> Work request
Repeat the entries word for word. Leave nothing out.

______________________________

use chrono::NaiveDate;
use clap::ValueEnum;
use regex::Regex;

use std::{
    cmp::Ordering,
    fmt::{self, Display},
    str::FromStr,
    sync::LazyLock,
};

/// The literal that separates the date from the amount on a sales line.
pub const DELIMITER: &str = "##";

static DATE_SHAPES: LazyLock<[Regex; 4]> = LazyLock::new(|| {
    DateFormat::ALL.map(|format| Regex::new(format.shape()).expect("date shape regex is valid"))
});

static AMOUNT: LazyLock<Regex> = LazyLock::new(|| {
    Regex::new(r"^[+-]?(?:\d+(?:\.\d*)?|\.\d+)$").expect("amount regex is valid")
});

/// The reasons a sales line can be rejected.
#[derive(Debug, Clone, PartialEq, Eq, thiserror::Error)]
pub enum ParseFailure {
    #[error("expected exactly one \"##\" delimiter, found {parts} parts")]
    MalformedLine { parts: usize },

    #[error("invalid date {text:?} (expected {pattern})")]
    InvalidDate { text: String, pattern: &'static str },

    #[error("invalid amount {text:?}")]
    InvalidAmount { text: String },
}

/// The date layouts that sales files may use.
///
/// Each variant is named on the command line by its pattern text, for
/// example `--format dd/MM/yyyy`.
#[derive(Debug, Clone, Copy, PartialEq, Eq, Hash, ValueEnum)]
pub enum DateFormat {
    #[value(name = "dd/MM/yyyy")]
    DayMonthYear,
    #[value(name = "MM/dd/yyyy")]
    MonthDayYear,
    #[value(name = "yyyy/MM/dd")]
    YearMonthDay,
    #[value(name = "yyyy-MM-dd")]
    Iso,
}

impl DateFormat {
    /// Every supported format, in menu order.
    pub const ALL: [DateFormat; 4] = [
        DateFormat::DayMonthYear,
        DateFormat::MonthDayYear,
        DateFormat::YearMonthDay,
        DateFormat::Iso,
    ];

    /// Returns the human-readable pattern, such as `dd/MM/yyyy`.
    #[must_use]
    pub fn pattern(self) -> &'static str {
        match self {
            DateFormat::DayMonthYear => "dd/MM/yyyy",
            DateFormat::MonthDayYear => "MM/dd/yyyy",
            DateFormat::YearMonthDay => "yyyy/MM/dd",
            DateFormat::Iso => "yyyy-MM-dd",
        }
    }

    fn shape(self) -> &'static str {
        match self {
            DateFormat::DayMonthYear => r"^(?<d>\d{2})/(?<m>\d{2})/(?<y>\d{4})$",
            DateFormat::MonthDayYear => r"^(?<m>\d{2})/(?<d>\d{2})/(?<y>\d{4})$",
            DateFormat::YearMonthDay => r"^(?<y>\d{4})/(?<m>\d{2})/(?<d>\d{2})$",
            DateFormat::Iso => r"^(?<y>\d{4})-(?<m>\d{2})-(?<d>\d{2})$",
        }
    }

    fn strftime(self) -> &'static str {
        match self {
            DateFormat::DayMonthYear => "%d/%m/%Y",
            DateFormat::MonthDayYear => "%m/%d/%Y",
            DateFormat::YearMonthDay => "%Y/%m/%d",
            DateFormat::Iso => "%Y-%m-%d",
        }
    }

    /// Parses `text` as a calendar date laid out in this format.
    ///
    /// Field widths are strict: `1/1/2022` does not match `dd/MM/yyyy`.
    /// Dates that don't exist, such as 31 April, are rejected.
    ///
    /// # Examples
    ///
    /// ```
    /// # use sales_range::DateFormat;
    /// let date = DateFormat::DayMonthYear.parse("15/06/2022").unwrap();
    /// assert_eq!(date.to_string(), "2022-06-15");
    /// assert!(DateFormat::DayMonthYear.parse("31/04/2022").is_err());
    /// ```
    ///
    /// # Errors
    ///
    /// Returns [`ParseFailure::InvalidDate`] if `text` does not match the
    /// pattern or names an impossible date.
    pub fn parse(self, text: &str) -> Result<NaiveDate, ParseFailure> {
        let invalid = || ParseFailure::InvalidDate {
            text: text.to_string(),
            pattern: self.pattern(),
        };
        let caps = DATE_SHAPES[self as usize].captures(text).ok_or_else(invalid)?;
        let field = |name: &str| caps[name].parse::<u32>().map_err(|_| invalid());
        let year = i32::try_from(field("y")?).map_err(|_| invalid())?;
        NaiveDate::from_ymd_opt(year, field("m")?, field("d")?).ok_or_else(invalid)
    }

    /// Formats `date` according to this pattern.
    #[must_use]
    pub fn format(self, date: NaiveDate) -> String {
        date.format(self.strftime()).to_string()
    }
}

impl Display for DateFormat {
    fn fmt(&self, f: &mut fmt::Formatter<'_>) -> fmt::Result {
        f.write_str(self.pattern())
    }
}

impl FromStr for DateFormat {
    type Err = anyhow::Error;

    fn from_str(s: &str) -> Result<Self, Self::Err> {
        DateFormat::ALL
            .into_iter()
            .find(|format| format.pattern() == s)
            .ok_or_else(|| anyhow::anyhow!("unsupported date format {s:?}"))
    }
}

/// A single sale: the day it happened and how much it was for.
///
/// Sales are ordered, and compared for equality, by date alone.
#[derive(Debug, Clone, Copy)]
pub struct Sale {
    date: NaiveDate,
    amount: f64,
}

impl Sale {
    /// Creates a sale of `amount` on `date`.
    #[must_use]
    pub fn new(date: NaiveDate, amount: f64) -> Self {
        Self { date, amount }
    }

    /// Parses one sales line of the form `<date>##<amount>`.
    ///
    /// # Examples
    ///
    /// ```
    /// # use sales_range::{DateFormat, Sale};
    /// let sale = Sale::extract("2022-01-31##100.5", DateFormat::Iso).unwrap();
    /// assert_eq!(sale.date().to_string(), "2022-01-31");
    /// assert_eq!(sale.amount(), 100.5);
    /// ```
    ///
    /// # Errors
    ///
    /// Returns a [`ParseFailure`] classifying why the line was rejected:
    /// * The delimiter does not appear exactly once
    /// * The date does not match `format`, or does not exist
    /// * The amount is not a decimal number
    ///
    /// A trailing delimiter with nothing after it, as in `2022-01-01##`,
    /// still counts as exactly one delimiter: the empty amount makes it
    /// [`ParseFailure::InvalidAmount`], not [`ParseFailure::MalformedLine`].
    pub fn extract(line: &str, format: DateFormat) -> Result<Self, ParseFailure> {
        let parts: Vec<&str> = line.split(DELIMITER).collect();
        let [date, amount] = parts[..] else {
            return Err(ParseFailure::MalformedLine { parts: parts.len() });
        };
        let date = format.parse(date)?;
        let amount = parse_amount(amount)?;
        Ok(Self::new(date, amount))
    }

    #[must_use]
    pub fn date(&self) -> NaiveDate {
        self.date
    }

    #[must_use]
    pub fn amount(&self) -> f64 {
        self.amount
    }
}

fn parse_amount(text: &str) -> Result<f64, ParseFailure> {
    let invalid = || ParseFailure::InvalidAmount {
        text: text.to_string(),
    };
    let trimmed = text.trim_ascii();
    if !AMOUNT.is_match(trimmed) {
        return Err(invalid());
    }
    trimmed.parse().map_err(|_| invalid())
}

impl Display for Sale {
    fn fmt(&self, f: &mut fmt::Formatter<'_>) -> fmt::Result {
        write!(f, "Sale{{date: {}, amount: {}}}", self.date, self.amount)
    }
}

impl PartialEq for Sale {
    fn eq(&self, other: &Self) -> bool {
        self.date == other.date
    }
}

impl Eq for Sale {}

impl PartialOrd for Sale {
    fn partial_cmp(&self, other: &Self) -> Option<Ordering> {
        Some(self.cmp(other))
    }
}

impl Ord for Sale {
    fn cmp(&self, other: &Self) -> Ordering {
        self.date.cmp(&other.date)
    }
}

______________________________

> Solution below
use chrono::NaiveDate;
use clap::ValueEnum;
use regex::Regex;

use std::{
    cmp::Ordering,
    fmt::{self, Display},
    str::FromStr,
    sync::LazyLock,
};

/// The literal that separates the date from the amount on a sales line.
pub const DELIMITER: &str = "##";

static DATE_SHAPES: LazyLock<[Regex; 4]> = LazyLock::new(|| {
    DateFormat::ALL.map(|format| Regex::new(format.shape()).expect("date shape regex is valid"))
});

static AMOUNT: LazyLock<Regex> = LazyLock::new(|| {
    Regex::new(r"^[+-]?(?:\d+(?:\.\d*)?|\.\d+)$").expect("amount regex is valid")
});

/// The reasons a sales line can be rejected.
#[derive(Debug, Clone, PartialEq, Eq, thiserror::Error)]
pub enum ParseFailure {
    #[error("expected exactly one \"##\" delimiter, found {parts} parts")]
    MalformedLine { parts: usize },

    #[error("invalid date {text:?} (expected {pattern})")]
    InvalidDate { text: String, pattern: &'static str },

    #[error("invalid amount {text:?}")]
    InvalidAmount { text: String },
}

/// The date layouts that sales files may use.
///
/// Each variant is named on the command line by its pattern text, for
/// example `--format dd/MM/yyyy`.
#[derive(Debug, Clone, Copy, PartialEq, Eq, Hash, ValueEnum)]
pub enum DateFormat {
    #[value(name = "dd/MM/yyyy")]
    DayMonthYear,
    #[value(name = "MM/dd/yyyy")]
    MonthDayYear,
    #[value(name = "yyyy/MM/dd")]
    YearMonthDay,
    #[value(name = "yyyy-MM-dd")]
    Iso,
}

impl DateFormat {
    /// Every supported format, in menu order.
    pub const ALL: [DateFormat; 4] = [
        DateFormat::DayMonthYear,
        DateFormat::MonthDayYear,
        DateFormat::YearMonthDay,
        DateFormat::Iso,
    ];

    /// Returns the human-readable pattern, such as `dd/MM/yyyy`.
    #[must_use]
    pub fn pattern(self) -> &'static str {
        match self {
            DateFormat::DayMonthYear => "dd/MM/yyyy",
            DateFormat::MonthDayYear => "MM/dd/yyyy",
            DateFormat::YearMonthDay => "yyyy/MM/dd",
            DateFormat::Iso => "yyyy-MM-dd",
        }
    }

    fn shape(self) -> &'static str {
        match self {
            DateFormat::DayMonthYear => r"^(?<d>\d{2})/(?<m>\d{2})/(?<y>\d{4})$",
            DateFormat::MonthDayYear => r"^(?<m>\d{2})/(?<d>\d{2})/(?<y>\d{4})$",
            DateFormat::YearMonthDay => r"^(?<y>\d{4})/(?<m>\d{2})/(?<d>\d{2})$",
            DateFormat::Iso => r"^(?<y>\d{4})-(?<m>\d{2})-(?<d>\d{2})$",
        }
    }

    fn strftime(self) -> &'static str {
        match self {
            DateFormat::DayMonthYear => "%d/%m/%Y",
            DateFormat::MonthDayYear => "%m/%d/%Y",
            DateFormat::YearMonthDay => "%Y/%m/%d",
            DateFormat::Iso => "%Y-%m-%d",
        }
    }

    /// Parses `text` as a calendar date laid out in this format.
    ///
    /// Field widths are strict: `1/1/2022` does not match `dd/MM/yyyy`.
    /// Dates that don't exist, such as 31 April, are rejected.
    ///
    /// # Examples
    ///
    /// ```
    /// # use sales_range::DateFormat;
    /// let date = DateFormat::DayMonthYear.parse("15/06/2022").unwrap();
    /// assert_eq!(date.to_string(), "2022-06-15");
    /// assert!(DateFormat::DayMonthYear.parse("31/04/2022").is_err());
    /// ```
    ///
    /// # Errors
    ///
    /// Returns [`ParseFailure::InvalidDate`] if `text` does not match the
    /// pattern or names an impossible date.
    pub fn parse(self, text: &str) -> Result<NaiveDate, ParseFailure> {
        let invalid = || ParseFailure::InvalidDate {
            text: text.to_string(),
            pattern: self.pattern(),
        };
        let caps = DATE_SHAPES[self as usize].captures(text).ok_or_else(invalid)?;
        let field = |name: &str| caps[name].parse::<u32>().map_err(|_| invalid());
        let year = i32::try_from(field("y")?).map_err(|_| invalid())?;
        NaiveDate::from_ymd_opt(year, field("m")?, field("d")?).ok_or_else(invalid)
    }

    /// Formats `date` according to this pattern.
    #[must_use]
    pub fn format(self, date: NaiveDate) -> String {
        date.format(self.strftime()).to_string()
    }
}

impl Display for DateFormat {
    fn fmt(&self, f: &mut fmt::Formatter<'_>) -> fmt::Result {
        f.write_str(self.pattern())
    }
}

impl FromStr for DateFormat {
    type Err = anyhow::Error;

    fn from_str(s: &str) -> Result<Self, Self::Err> {
        DateFormat::ALL
            .into_iter()
            .find(|format| format.pattern() == s)
            .ok_or_else(|| anyhow::anyhow!("unsupported date format {s:?}"))
    }
}

/// A single sale: the day it happened and how much it was for.
///
/// Sales are ordered, and compared for equality, by date alone.
#[derive(Debug, Clone, Copy)]
pub struct Sale {
    date: NaiveDate,
    amount: f64,
}

impl Sale {
    /// Creates a sale of `amount` on `date`.
    #[must_use]
    pub fn new(date: NaiveDate, amount: f64) -> Self {
        Self { date, amount }
    }

    /// Parses one sales line of the form `<date>##<amount>`.
    ///
    /// # Examples
    ///
    /// ```
    /// # use sales_range::{DateFormat, Sale};
    /// let sale = Sale::extract("2022-01-31##100.5", DateFormat::Iso).unwrap();
    /// assert_eq!(sale.date().to_string(), "2022-01-31");
    /// assert_eq!(sale.amount(), 100.5);
    /// ```
    ///
    /// # Errors
    ///
    /// Returns a [`ParseFailure`] classifying why the line was rejected:
    /// * The delimiter does not appear exactly once
    /// * The date does not match `format`, or does not exist
    /// * The amount is not a decimal number
    ///
    /// A trailing delimiter with nothing after it, as in `2022-01-01##`,
    /// still counts as exactly one delimiter: the empty amount makes it
    /// [`ParseFailure::InvalidAmount`], not [`ParseFailure::MalformedLine`].
    pub fn extract(line: &str, format: DateFormat) -> Result<Self, ParseFailure> {
        let parts: Vec<&str> = line.split(DELIMITER).collect();
        let [date, amount] = parts[..] else {
            return Err(ParseFailure::MalformedLine { parts: parts.len() });
        };
        let date = format.parse(date)?;
        let amount = parse_amount(amount)?;
        Ok(Self::new(date, amount))
    }

    #[must_use]
    pub fn date(&self) -> NaiveDate {
        self.date
    }

    #[must_use]
    pub fn amount(&self) -> f64 {
        self.amount
    }
}

fn parse_amount(text: &str) -> Result<f64, ParseFailure> {
    let invalid = || ParseFailure::InvalidAmount {
        text: text.to_string(),
    };
    let trimmed = text.trim_ascii();
    if !AMOUNT.is_match(trimmed) {
        return Err(invalid());
    }
    trimmed.parse().map_err(|_| invalid())
}

impl Display for Sale {
    fn fmt(&self, f: &mut fmt::Formatter<'_>) -> fmt::Result {
        write!(f, "Sale{{date: {}, amount: {}}}", self.date, self.amount)
    }
}

impl PartialEq for Sale {
    fn eq(&self, other: &Self) -> bool {
        self.date == other.date
    }
}

impl Eq for Sale {}

impl PartialOrd for Sale {
    fn partial_cmp(&self, other: &Self) -> Option<Ordering> {
        Some(self.cmp(other))
    }
}

impl Ord for Sale {
    fn cmp(&self, other: &Self) -> Ordering {
        self.date.cmp(&other.date)
    }
}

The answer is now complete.